How did the shaky handheld camera with abrupt zoom thing become a trend and how can we make it stop? Unless it's a battle scene, it's ridiculous and makes me want to punch the director and/or cinematographer.
@voltronic Blair Witch Project. That's what began it.
@voltronic
The Office is one guess.
@Sr0bi
It actually doesn't bother me there.
@voltronic what like you think being 2 feet away from a pride of lions is gonna enable your smooth camera skills? =P
@MrGoat
No threats to camera operators in what I'm watching. It's about the Mayans.

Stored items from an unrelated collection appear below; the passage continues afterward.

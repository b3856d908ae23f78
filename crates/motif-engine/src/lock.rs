//! The batch lock serializing grid-mutating edits.
//!
//! [`BatchLock`] is a shared flag. [`BatchLock::try_acquire`] sets it and
//! returns a [`BatchGuard`]; dropping the guard clears it, so every exit
//! path of an edit releases the lock.

use std::sync::atomic::{AtomicBool, Ordering};
use std::sync::Arc;

/// Shared "an edit is in flight" flag.
///
/// Clones observe the same flag.
#[derive(Clone, Debug, Default)]
pub struct BatchLock {
    held: Arc<AtomicBool>,
}

// Compile-time assertion: BatchLock must be Send + Sync.
const _: fn() = || {
    fn assert<T: Send + Sync>() {}
    assert::<BatchLock>();
};

impl BatchLock {
    /// An unheld lock.
    pub fn new() -> Self {
        Self::default()
    }

    /// Whether an edit currently holds the lock.
    pub fn is_held(&self) -> bool {
        self.held.load(Ordering::Acquire)
    }

    /// Take the lock, or `None` if it is already held.
    pub fn try_acquire(&self) -> Option<BatchGuard> {
        self.held
            .compare_exchange(false, true, Ordering::AcqRel, Ordering::Acquire)
            .ok()
            .map(|_| BatchGuard {
                held: Arc::clone(&self.held),
            })
    }
}

/// Proof of holding a [`BatchLock`]. Releases it on drop.
#[derive(Debug)]
pub struct BatchGuard {
    held: Arc<AtomicBool>,
}

impl Drop for BatchGuard {
    fn drop(&mut self) {
        self.held.store(false, Ordering::Release);
    }
}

@voltronic budget maybe - forgot to turn off the auto focus?
@MrGoat
No, it's a very exaggerated intentional effect to add "impact" and punctuate what the narrator is saying.
@voltronic I see, that's dumb =)
@MrGoat
And it's like the fifth show of its type I've watched this week that does this.
@voltronic Stop Watching.
@MrGoat
I otherwise like the content. I'm just listening now. Enjoying it better.
@voltronic makes sense. tons of stuff I find hard to watch easy to listen.
@voltronic Actually, now that I think on it, it was probably begun by that awful series "Cops".
@LiberalLibrarian @voltronic unfortunately, yea. That tracks. And then you add on factors of small production outfits trying to get traction with the discovery channels group where everything is supposed to feel closeup and personal. Think how they have to add sound effects and everything to animal footage on Animal Planet. I mean. It’s an animal, stop adding cartoon effects.
@LiberalLibrarian @voltronic The Blair Witch Project comes to mind. Cops was just wheezing camera dudes tryna keep up. 😂
God. My wife and I watched Blair Witch. It ended, we looked at each other, and both said, "THAT was supposed to be scary?!"
I'm watching some National Geographic docuseries that are heavily using this technique. I mean, COME ON.